Antenatal Problems 1 Flashcards
What is hyperemesis gravidarum?
Excessive vomiting in pregnancy causing severe dehydration, weight loss or electrolyte disturbance / ketosis
What are some risk factors for hyperemesis gravidarum?
- Multiple pregnancies
- Molar pregnancies
Due to higher levels of hCG
What are some signs/symptoms of hyperemesis gravidarum?
Usually 1st trimester
- Vomiting
- Weight loss
- Muscle wasting
- Dehydration
- Ptyalism (inability to swallow saliva)
- Hypovolaemia
- Electrolyte imbalance
- Behaviour disorders
- Haematemesis (mallory-weirs tears)
What are some maternal complications of hyperemesis gravidarum?
- Liver and renal failure
- Hyponatraemia and rapid reversal of hyponatraemia leading to central pontine myelinosis
- Thiamie deficiency can lead to Wernicke’s encephalopathy
- Can be fatal if untreated
What are some fetal complications of hyperemesis gravidarum?
- IUGR
- Fetal death in cases of Wernicke’s encephalopathy
What investigations are done in hyperemesis gravidarum?
- Urinalysis = detect ketones
- MSU to exclude UTI
- FBC = raised haemaocrit
- U&Es to exclude hypokalaemia or hyponatraemia
- LFTs = transaminases may be abnormal and albumin may be low
- US to diagnose multiple pregnancies or a molar pregnancy
How common is hyperemesis gravidarum?
Rare (0.1-1%)
Ddx of hyperemesis gravidarum?
- GI cause eg gastroenteritis / ileus
- Metabolic cause eg diabetic keoacidosis
- Neurological cause eg migraine
What is the treatment hyperemesis gravidarum?

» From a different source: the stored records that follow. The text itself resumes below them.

//! HTTP API tests for share endpoints.

mod common;

use axum::http::StatusCode;
use common::{TestApp, TOKEN_A, TOKEN_B};

async fn create_share(app: &TestApp, file_id: &str, expires_at: Option<&str>) -> serde_json::Value {
    let mut body = serde_json::json!({
        "resource_id": file_id,
        "resource_type": "file",
        "permissions": ["read"],
        "is_public": true,
    });
    if let Some(expires_at) = expires_at {
        body["expires_at"] = serde_json::Value::String(expires_at.to_string());
    }

    let response = app
        .request("POST", "/api/sharing", Some(body), Some(TOKEN_A))
        .await;
    assert_eq!(
        response.status,
        StatusCode::OK,
        "Share creation failed: {:?}",
        response.body
    );
    response.body["data"].clone()
}

#[tokio::test]
async fn test_create_share_and_resolve_without_auth() {
    let app = TestApp::new();
    let file_id = app.upload_file(TOKEN_A, "shared.txt", b"payload").await;

    let created = create_share(&app, &file_id, None).await;
    let token = created["share"]["token"].as_str().unwrap();
    assert_eq!(token.len(), 64);
    assert!(created["share_url"].as_str().unwrap().ends_with(token));

    // The landing endpoint needs no Authorization header.
    let response = app
        .request("GET", &format!("/api/sharing/{token}"), None, None)
        .await;
    assert_eq!(response.status, StatusCode::OK);
    assert_eq!(response.body["data"]["resource"]["id"], file_id.as_str());
    assert_eq!(response.body["data"]["resource"]["type"], "file");
}

#[tokio::test]
async fn test_sharing_foreign_resource_is_forbidden() {
    let app = TestApp::new();
    let file_id = app.upload_file(TOKEN_A, "mine.txt", b"x").await;

    let response = app
        .request(
            "POST",
            "/api/sharing",
            Some(serde_json::json!({
                "resource_id": file_id,
                "resource_type": "file",
            })),
            Some(TOKEN_B),
        )
        .await;
    assert_eq!(response.status, StatusCode::FORBIDDEN);
}

#[tokio::test]
async fn test_expired_share_is_gone() {
    let app = TestApp::new();
    let file_id = app.upload_file(TOKEN_A, "old.txt", b"x").await;

    let created = create_share(&app, &file_id, Some("2020-01-01T00:00:00Z")).await;
    let token = created["share"]["token"].as_str().unwrap();

    let response = app
        .request("GET", &format!("/api/sharing/{token}"), None, None)
        .await;
    assert_eq!(response.status, StatusCode::GONE);
}

#[tokio::test]
async fn test_unknown_token_is_not_found() {
    let app = TestApp::new();
    let response = app
        .request("GET", "/api/sharing/deadbeef", None, None)
        .await;
    assert_eq!(response.status, StatusCode::NOT_FOUND);
}

#[tokio::test]
async fn test_revoked_share_stops_resolving() {
    let app = TestApp::new();
    let file_id = app.upload_file(TOKEN_A, "a.txt", b"x").await;
    let created = create_share(&app, &file_id, None).await;
    let share_id = created["share"]["id"].as_str().unwrap();
    let token = created["share"]["token"].as_str().unwrap();

    let response = app
        .request(
            "DELETE",
            &format!("/api/sharing/{share_id}"),
            None,
            Some(TOKEN_A),
        )
        .await;
    assert_eq!(response.status, StatusCode::OK);

    let response = app
        .request("GET", &format!("/api/sharing/{token}"), None, None)
        .await;
    assert_eq!(response.status, StatusCode::NOT_FOUND);

    // The denormalized flag was cleared on the file.
    let response = app
        .request("GET", &format!("/api/files/{file_id}"), None, Some(TOKEN_A))
        .await;
    assert_eq!(response.body["data"]["is_shared"], false);
}

#[tokio::test]
async fn test_revoke_by_non_owner_is_forbidden() {
    let app = TestApp::new();
    let file_id = app.upload_file(TOKEN_A, "a.txt", b"x").await;
    let created = create_share(&app, &file_id, None).await;
    let share_id = created["share"]["id"].as_str().unwrap();

    let response = app
        .request(
            "DELETE",
            &format!("/api/sharing/{share_id}"),
            None,
            Some(TOKEN_B),
        )
        .await;
    assert_eq!(response.status, StatusCode::FORBIDDEN);
}

#[tokio::test]
async fn test_update_share_is_partial() {
    let app = TestApp::new();
    let file_id = app.upload_file(TOKEN_A, "a.txt", b"x").await;
    let created = create_share(&app, &file_id, None).await;
    let share_id = created["share"]["id"].as_str().unwrap();

    let response = app
        .request(
            "PATCH",
            &format!("/api/sharing/{share_id}"),
            Some(serde_json::json!({ "is_public": false })),
            Some(TOKEN_A),
        )
        .await;
    assert_eq!(response.status, StatusCode::OK);
    assert_eq!(response.body["data"]["is_public"], false);
    // Untouched fields survive.
    assert_eq!(response.body["data"]["permissions"][0], "read");
}

#[tokio::test]
async fn test_list_shares_joins_resource_and_url() {
    let app = TestApp::new();
    let file_id = app.upload_file(TOKEN_A, "a.txt", b"x").await;
    create_share(&app, &file_id, None).await;

    let response = app.request("GET", "/api/sharing", None, Some(TOKEN_A)).await;
    assert_eq!(response.status, StatusCode::OK);
    assert_eq!(response.body["data"]["total"], 1);
    let item = &response.body["data"]["items"][0];
    assert_eq!(item["resource"]["id"], file_id.as_str());
    assert!(item["share_url"].as_str().unwrap().contains("/shared/"));
}

#[tokio::test]
async fn test_shared_file_becomes_downloadable_by_others() {
    let app = TestApp::new();
    let file_id = app.upload_file(TOKEN_A, "a.txt", b"now public").await;

    // Before sharing, a stranger is refused.
    let raw = app
        .request_raw(
            "GET",
            &format!("/api/files/{file_id}/download"),
            Some(TOKEN_B),
        )
        .await;
    assert_eq!(raw.status, StatusCode::FORBIDDEN);

    create_share(&app, &file_id, None).await;

    let raw = app
        .request_raw(
            "GET",
            &format!("/api/files/{file_id}/download"),
            Some(TOKEN_B),
        )
        .await;
    assert_eq!(raw.status, StatusCode::OK);
    assert_eq!(raw.bytes.as_ref(), b"now public");
}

- Admit if not tolerating oral fluids
- IV fluids (NaCl or Hartmanns but avoid dextrose containing fluids as can precipitate Wernickes encephalopathy)
- Daily U&Es (replace K+ if needed)
- NBM for 24hrs then introduce light diet as tolerated
- Antiemetics if IV fluids and electrolyte treatment not helping:
= metoclopramide 10mg/8hr PO/IM/IV OR = cyclizine 50mg/8hr PO/IM/IV OR = Prochloperzaine 12.5mg IM/IV TDS or 5mg PO TDS
- Thiamine (either thiamine hydrochloride 25-50mg PO TDS or thiamine 100mg IV infusion weekly)

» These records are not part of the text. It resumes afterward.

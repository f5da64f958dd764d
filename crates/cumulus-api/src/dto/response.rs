//! The JSON response envelope.

use axum::Json;
use serde::Serialize;
use serde_json::json;

/// Wrap payload data in the `{ "success": true, "data": … }` envelope.
pub fn ok<T: Serialize>(data: T) -> Json<serde_json::Value> {
    Json(json!({ "success": true, "data": data }))
}

/// Success envelope with a message instead of data.
pub fn message(text: &str) -> Json<serde_json::Value> {
    Json(json!({ "success": true, "message": text }))
}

- If vomitng unresponsive to fluids and antiemetic, consider a trial of corticosteroids:
= prednisolone 40-50mg PO daily in divided doses
OR
= hydrocortisone 100mg/12hr IV
- May need psychological support
What is SGA?
Small for gestational age = an infant born with a birth weight less than 10th percentile
Severe SGA = less than 3rd centile
Can either be constitutionally small or IUGR
What are some intrinsic factors affecting fetal growth?
Maternal factors:
- Maternal height and weight
- Parity (nulliparity smaller)
- Ethnic group (asian smaller vs Caucasian or Afro-carribean)
Fetal factors:
- Sex (F smaller)
- Multiple pregnancy
- Genes/inherited conditions
What are some extrinsic factors affecting fetal growth?
Maternal:
- Social class
- Nutritional status
- Altitude (lower oxygen = smaller baby)
- Pre-existing disease
- Pregnancy-related disease eg DM/HTN
Fetal - Nutrition = most common problem is antiphospholipid syndrome - Teratogens - Infective = viral: rubella, CMV, Hep A, B = protozoan: toxoplasmosa Others = listeria, syphilis
What are the risks of SGA?
Inc risk:
- Cerebral palsy
- Preterm delivery (iatrogenic and spontaneous)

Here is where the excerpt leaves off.